For myself, its a fine line i walk of having self respect, and being authentically "myself", knowing where i am on the path, or feeling somehow special, and set apart from others.
Since we all have ego, we all teeter totter between the two at some point (for some, its more unconscious), but thats where self honesty comes into play in our spiritual development...and i don't believe there is anything wrong with stating certain things about yourself.
For example: Bruce Moen, and how in his 3rd book he talks about being part of Bob Monroes Disk, etc. And him relating that C.W.'s told him he played a part in turning the tables a bit from some extreme Earth changes, etc.
People that don't really know too much about Bruce, might think thats just sheer arrogance or delusion, and why should he even mention this stuff? But, my feeling is is that there was a larger lesson involved for others, and thats why he shared it.
Or take Bob Monroe, in one of his explorations, he realized and stated that he had a pattern of being a pioneer and explorer of sorts for others (both his Disk and others).
This is what i meant when i was talking about false humility verse real humility earlier. There is no reason for a soul to hide its light, there is no lack of growth in that, but when a soul emphasizes its light at the expense of others light, then it seems to become a spiritual hindrance. And its a fine line, so fine that some on a spiritual path just choose not to go there at all, or they are balancing other life patterns of over-emphasizing that, or their self-importance subconscious "issues".
My "last life", i actually
under emphasized, and was steeped in "false humility", and now this personality is trying to balance this, and realize that its ok to "shine". In short, this other personality cared too much about what others thought of it, and he wanted to fit in sooo much.
Some people mistake silence, passiveness, and being reserved for true humility, much as my other life self did.

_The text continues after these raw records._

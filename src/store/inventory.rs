//! Inventory registry operations (character -> slot -> item)

use std::collections::BTreeMap;

use super::{RegistryError, RegistryStore, normalize_key};

impl RegistryStore {
    /// Set the item in a slot, creating the character entry on demand.
    /// Returns the previous item if the slot was occupied.
    pub fn set_item(
        &mut self,
        character: &str,
        slot: &str,
        item: &str,
    ) -> Result<Option<String>, RegistryError> {
        let character = normalize_key(character);
        let slot = normalize_key(slot);
        let previous = self
            .inventory_mut()
            .entry(character)
            .or_default()
            .insert(slot, item.to_string());
        self.persist()?;
        Ok(previous)
    }

    pub fn get_item(&self, character: &str, slot: &str) -> Result<String, RegistryError> {
        let character = normalize_key(character);
        let slot = normalize_key(slot);
        self.inventory()
            .get(&character)
            .and_then(|slots| slots.get(&slot))
            .cloned()
            .ok_or(RegistryError::NotFound)
    }

    /// Remove the item in a slot. Removing the last slot deletes the
    /// character entry entirely, so no empty entries persist.
    pub fn remove_item(&mut self, character: &str, slot: &str) -> Result<String, RegistryError> {
        let character = normalize_key(character);
        let slot = normalize_key(slot);
        let slots = self
            .inventory_mut()
            .get_mut(&character)
            .ok_or(RegistryError::NotFound)?;
        let removed = slots.remove(&slot).ok_or(RegistryError::NotFound)?;
        if slots.is_empty() {
            self.inventory_mut().remove(&character);
        }
        self.persist()?;
        Ok(removed)
    }

    /// All slots for one character, with the normalized character name.
    pub fn inventory_of(
        &self,
        character: &str,
    ) -> Result<(String, BTreeMap<String, String>), RegistryError> {
        let character = normalize_key(character);
        let slots = self
            .inventory()
            .get(&character)
            .ok_or(RegistryError::NotFound)?
            .clone();
        Ok((character, slots))
    }

    /// Every character's slots, sorted by character name.
    pub fn all_inventories(&self) -> Vec<(String, BTreeMap<String, String>)> {
        self.inventory()
            .iter()
            .map(|(character, slots)| (character.clone(), slots.clone()))
            .collect()
    }
}

#[cfg(test)]
mod tests {
    use super::*;
    use tempfile::TempDir;

    fn store() -> (TempDir, RegistryStore) {
        let dir = TempDir::new().unwrap();
        let store = RegistryStore::load(dir.path()).unwrap();
        (dir, store)
    }

    #[test]
    fn test_set_then_get_round_trip() {
        let (_dir, mut store) = store();
        store.set_item("aria", "head", "circlet").unwrap();
        assert_eq!(store.get_item("Aria", "Head").unwrap(), "circlet");
    }

    #[test]
    fn test_lookup_is_case_insensitive() {
        let (_dir, mut store) = store();
        store.set_item("ARIA", "HEAD", "circlet").unwrap();
        for name in ["aria", "Aria", "ARIA"] {
            assert_eq!(store.get_item(name, "head").unwrap(), "circlet");
        }
    }

    #[test]
    fn test_set_returns_previous_item() {
        let (_dir, mut store) = store();
        assert_eq!(store.set_item("aria", "head", "circlet").unwrap(), None);
        assert_eq!(
            store.set_item("aria", "head", "crown").unwrap(),
            Some("circlet".to_string())
        );
        assert_eq!(store.get_item("aria", "head").unwrap(), "crown");
    }

    #[test]
    fn test_get_missing_is_not_found() {
        let (_dir, store) = store();
        assert!(matches!(
            store.get_item("aria", "head"),
            Err(RegistryError::NotFound)
        ));
    }

    #[test]
    fn test_remove_last_slot_prunes_character() {
        let (_dir, mut store) = store();
        store.set_item("aria", "head", "circlet").unwrap();
        store.set_item("aria", "belt", "sash").unwrap();

        store.remove_item("aria", "belt").unwrap();
        assert_eq!(store.character_count(), 1);

        let removed = store.remove_item("aria", "head").unwrap();
        assert_eq!(removed, "circlet");
        assert_eq!(store.character_count(), 0);
        assert!(store.all_inventories().is_empty());
        assert!(matches!(
            store.inventory_of("aria"),
            Err(RegistryError::NotFound)
        ));
    }

    #[test]
    fn test_remove_missing_is_not_found() {
        let (_dir, mut store) = store();
        store.set_item("aria", "head", "circlet").unwrap();
        assert!(matches!(
            store.remove_item("aria", "belt"),
            Err(RegistryError::NotFound)
        ));
        assert!(matches!(
            store.remove_item("kato", "head"),
            Err(RegistryError::NotFound)
        ));
    }

    #[test]
    fn test_all_inventories_sorted_by_character() {
        let (_dir, mut store) = store();
        store.set_item("zola", "head", "hat").unwrap();
        store.set_item("aria", "head", "circlet").unwrap();
        store.set_item("kato", "belt", "sash").unwrap();

        let names: Vec<String> = store
            .all_inventories()
            .into_iter()
            .map(|(character, _)| character)
            .collect();
        assert_eq!(names, vec!["Aria", "Kato", "Zola"]);
    }
}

Yet, it can just be another illusion...
I went through this briefly in childhood, and now i realize that it doesn't matter what others perceive, think, or dislike (or even like) about me.... I still need to be authentically myself, yet with the balance of knowing we are all One and in the absolute reality--equal (in the relativistic reality, we are all in different stages, and some are closer to Source because of their self choices and developement).
This gets me into some trouble occasionally, and these are testings from my Total Self... Can he stay strong and sure in his purpose, and yet not be arrogant and domineering? I know only the Creative Forces, and my Total Self can truly answer this fully, and accurately without filters.